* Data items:

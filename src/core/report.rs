//! Human-readable dataset report
//!
//! Informational output only; nothing downstream parses it.

use crate::core::analytics::{
    association_rules, frequent_item_pairs, monthly_revenue, payment_distribution,
    top_items_by_quantity, weekly_revenue, DEFAULT_MIN_CONFIDENCE, DEFAULT_MIN_SUPPORT,
};
use crate::core::stats::DatasetStats;
use crate::types::{GeneratorError, Transaction};
use rust_decimal::{Decimal, RoundingStrategy};
use std::io::{self, Write};

/// What the report shows
#[derive(Debug, Clone, PartialEq)]
pub struct ReportOptions {
    /// First line of the report
    pub title: String,
    /// Number of leading transactions printed as a sample
    pub sample_size: usize,
    /// Number of rows in the best-sellers, item pair and rule tables
    pub top_items: usize,
    /// Minimum share of transactions for an item pair to be listed
    pub min_support: f64,
    /// Minimum confidence for an association rule to be listed
    pub min_confidence: f64,
}

impl Default for ReportOptions {
    fn default() -> Self {
        Self {
            title: "Dataset generated successfully.".to_string(),
            sample_size: 5,
            top_items: 10,
            min_support: DEFAULT_MIN_SUPPORT,
            min_confidence: DEFAULT_MIN_CONFIDENCE,
        }
    }
}

/// Format an amount as rupees with thousands separators, e.g. `₹1,234.50`
pub fn format_inr(amount: Decimal) -> String {
    let rounded = amount
        .abs()
        .round_dp_with_strategy(2, RoundingStrategy::MidpointAwayFromZero);
    let fixed = format!("{:.2}", rounded);
    let (whole, fraction) = fixed.split_once('.').unwrap_or((fixed.as_str(), "00"));

    let mut grouped = String::with_capacity(whole.len() + whole.len() / 3);
    for (i, digit) in whole.chars().enumerate() {
        if i > 0 && (whole.len() - i) % 3 == 0 {
            grouped.push(',');
        }
        grouped.push(digit);
    }

    let sign = if amount.is_sign_negative() && !amount.is_zero() {
        "-"
    } else {
        ""
    };
    format!("{}₹{}.{}", sign, grouped, fraction)
}

/// Write the full report
pub fn render_report(
    out: &mut dyn Write,
    transactions: &[Transaction],
    stats: &DatasetStats,
    options: &ReportOptions,
) -> Result<(), GeneratorError> {
    write_report(out, transactions, stats, options)
        .map_err(|e| GeneratorError::write_error("report output", e))
}

fn write_report(
    out: &mut dyn Write,
    transactions: &[Transaction],
    stats: &DatasetStats,
    options: &ReportOptions,
) -> io::Result<()> {
    let sample = &transactions[..options.sample_size.min(transactions.len())];
    if sample.is_empty() {
        writeln!(out, "{}", options.title)?;
    } else {
        writeln!(
            out,
            "{} Sample of first {} transactions:",
            options.title,
            sample.len()
        )?;
        write_sample(out, sample)?;
    }

    writeln!(out)?;
    writeln!(out, "Dataset statistics:")?;
    writeln!(out, "Total transactions: {}", stats.transaction_count)?;
    writeln!(
        out,
        "Date range: {} to {}",
        stats.first_date.format("%Y-%m-%d"),
        stats.last_date.format("%Y-%m-%d")
    )?;
    writeln!(out, "Total revenue: {}", format_inr(stats.total_revenue))?;
    writeln!(
        out,
        "Average transaction value: {}",
        format_inr(stats.average_transaction_value)
    )?;
    match &stats.most_popular_item {
        Some((name, count)) => writeln!(out, "Most popular item: {} ({} times)", name, count)?,
        None => writeln!(out, "Most popular item: none")?,
    }
    let (method, count) = stats.most_used_payment_method;
    writeln!(out, "Most used payment method: {} ({} times)", method, count)?;

    writeln!(out)?;
    writeln!(out, "Payment method distribution:")?;
    for share in payment_distribution(transactions) {
        writeln!(
            out,
            "  {:<14} {:>8}  {:>5.1}%",
            share.method.as_str(),
            share.count,
            share.percent
        )?;
    }

    let top = top_items_by_quantity(transactions, options.top_items);
    if !top.is_empty() {
        writeln!(out)?;
        writeln!(out, "Top {} items by quantity sold:", top.len())?;
        for (rank, item) in top.iter().enumerate() {
            writeln!(
                out,
                "  {:>2}. {:<28} {:>8} units in {} orders",
                rank + 1,
                item.name,
                item.quantity,
                item.orders
            )?;
        }
    }

    writeln!(out)?;
    writeln!(out, "Weekly revenue:")?;
    for week in weekly_revenue(transactions) {
        writeln!(
            out,
            "  week ending {}  {:>16}  ({} transactions)",
            week.week_ending.format("%Y-%m-%d"),
            format_inr(week.revenue),
            week.transactions
        )?;
    }

    writeln!(out)?;
    writeln!(out, "Monthly revenue:")?;
    for month in monthly_revenue(transactions) {
        writeln!(
            out,
            "  {}  {:>16}  ({} transactions)",
            month.label(),
            format_inr(month.revenue),
            month.transactions
        )?;
    }

    write_basket_analysis(out, transactions, options)
}

fn write_basket_analysis(
    out: &mut dyn Write,
    transactions: &[Transaction],
    options: &ReportOptions,
) -> io::Result<()> {
    let pairs = frequent_item_pairs(transactions, options.min_support);
    writeln!(out)?;
    writeln!(
        out,
        "Frequently bought together (support >= {:.2}):",
        options.min_support
    )?;
    if pairs.is_empty() {
        writeln!(out, "  none")?;
    }
    for pair in pairs.iter().take(options.top_items) {
        writeln!(
            out,
            "  {} + {}  support {:.3} ({} orders)",
            pair.items.0, pair.items.1, pair.support, pair.count
        )?;
    }

    let rules = association_rules(transactions, options.min_support, options.min_confidence);
    writeln!(out)?;
    writeln!(
        out,
        "Association rules (confidence >= {:.2}):",
        options.min_confidence
    )?;
    if rules.is_empty() {
        writeln!(out, "  none")?;
    }
    for rule in rules.iter().take(options.top_items) {
        writeln!(
            out,
            "  {} -> {}  support {:.3}  confidence {:.3}  lift {:.2}",
            rule.antecedent, rule.consequent, rule.support, rule.confidence, rule.lift
        )?;
    }

    Ok(())
}

fn write_sample(out: &mut dyn Write, sample: &[Transaction]) -> io::Result<()> {
    writeln!(
        out,
        "  {:>6}  {:<10}  {:<5}  {:>11}  {:<13}  Items",
        "ID", "Date", "Time", "Total (INR)", "Payment"
    )?;
    for tx in sample {
        let items = tx
            .items
            .iter()
            .zip(&tx.quantities)
            .map(|(name, qty)| format!("{} x{}", name, qty))
            .collect::<Vec<_>>()
            .join(", ");
        writeln!(
            out,
            "  {:>6}  {:<10}  {:<5}  {:>11}  {:<13}  {}",
            tx.id,
            tx.formatted_date(),
            tx.formatted_time(),
            tx.formatted_total(),
            tx.payment_method.as_str(),
            items
        )?;
    }
    Ok(())
}

#[cfg(test)]
mod tests {
    use super::*;
    use crate::core::stats::compute_stats;
    use crate::types::PaymentMethod;
    use chrono::{NaiveDate, NaiveTime};
    use rstest::rstest;

    #[rstest]
    #[case(Decimal::new(0, 0), "₹0.00")]
    #[case(Decimal::new(99999, 2), "₹999.99")]
    #[case(Decimal::new(100000, 2), "₹1,000.00")]
    #[case(Decimal::new(123456789, 2), "₹1,234,567.89")]
    #[case(Decimal::new(1234567895, 3), "₹1,234,567.90")]
    #[case(Decimal::new(-150050, 2), "-₹1,500.50")]
    fn test_format_inr(#[case] amount: Decimal, #[case] expected: &str) {
        assert_eq!(format_inr(amount), expected);
    }

    fn sample_transactions() -> Vec<Transaction> {
        (1..=7)
            .map(|id| Transaction {
                id,
                date: NaiveDate::from_ymd_opt(2023, id, 1).unwrap(),
                time: NaiveTime::from_hms_opt(9, 0, 0).unwrap(),
                items: vec!["Espresso".to_string(), "Croissant".to_string()],
                quantities: vec![2, 1],
                total_price: Decimal::new(28000, 2),
                payment_method: PaymentMethod::Upi,
            })
            .collect()
    }

    #[test]
    fn test_report_contains_summary_lines() {
        let transactions = sample_transactions();
        let stats = compute_stats(&transactions).unwrap();
        let mut output = Vec::new();

        render_report(&mut output, &transactions, &stats, &ReportOptions::default()).unwrap();
        let text = String::from_utf8(output).unwrap();

        assert!(text.starts_with("Dataset generated successfully. Sample of first 5 transactions:"));
        assert!(text.contains("Total transactions: 7"));
        assert!(text.contains("Date range: 2023-01-01 to 2023-07-01"));
        assert!(text.contains("Total revenue: ₹1,960.00"));
        assert!(text.contains("Average transaction value: ₹280.00"));
        assert!(text.contains("Most popular item: Croissant (7 times)"));
        assert!(text.contains("Most used payment method: UPI (7 times)"));
        assert!(text.contains("Espresso x2, Croissant x1"));
        assert!(text.contains("2023-07"));
        assert!(text.contains("Weekly revenue:"));
        assert!(text.contains("week ending 2023-01-01"));
        assert!(text.contains("Croissant + Espresso  support 1.000 (7 orders)"));
        assert!(text.contains("Espresso -> Croissant  support 1.000  confidence 1.000  lift 1.00"));
    }

    #[test]
    fn test_report_sample_size_is_respected() {
        let transactions = sample_transactions();
        let stats = compute_stats(&transactions).unwrap();
        let options = ReportOptions {
            sample_size: 2,
            ..ReportOptions::default()
        };
        let mut output = Vec::new();

        render_report(&mut output, &transactions, &stats, &options).unwrap();
        let text = String::from_utf8(output).unwrap();

        assert!(text.contains("Sample of first 2 transactions:"));
        let sample_rows = text
            .lines()
            .filter(|line| line.contains("Espresso x2"))
            .count();
        assert_eq!(sample_rows, 2);
    }

    #[test]
    fn test_report_without_sample() {
        let transactions = sample_transactions();
        let stats = compute_stats(&transactions).unwrap();
        let options = ReportOptions {
            title: "Summary of cafe_transactions.csv".to_string(),
            sample_size: 0,
            top_items: 1,
            min_support: 0.5,
            min_confidence: 0.5,
        };
        let mut output = Vec::new();

        render_report(&mut output, &transactions, &stats, &options).unwrap();
        let text = String::from_utf8(output).unwrap();

        assert!(text.starts_with("Summary of cafe_transactions.csv\n"));
        assert!(!text.contains("Sample of first"));
        assert!(text.contains("Top 1 items by quantity sold:"));
        let rule_rows = text.lines().filter(|line| line.contains(" -> ")).count();
        assert_eq!(rule_rows, 1);
    }

    #[test]
    fn test_report_without_frequent_pairs() {
        let transactions: Vec<_> = sample_transactions()
            .into_iter()
            .map(|tx| Transaction {
                items: vec!["Espresso".to_string()],
                quantities: vec![1],
                ..tx
            })
            .collect();
        let stats = compute_stats(&transactions).unwrap();
        let mut output = Vec::new();

        render_report(&mut output, &transactions, &stats, &ReportOptions::default()).unwrap();
        let text = String::from_utf8(output).unwrap();

        assert!(text.contains("Frequently bought together (support >= 0.01):\n  none"));
        assert!(text.contains("Association rules (confidence >= 0.10):\n  none"));
    }
}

* Aim of the exercise:
Working through the records, copy each line in which the word "Minimum" appears.

* Output of the exercise:
    /// Minimum share of transactions for an item pair to be listed
    /// Minimum confidence for an association rule to be listed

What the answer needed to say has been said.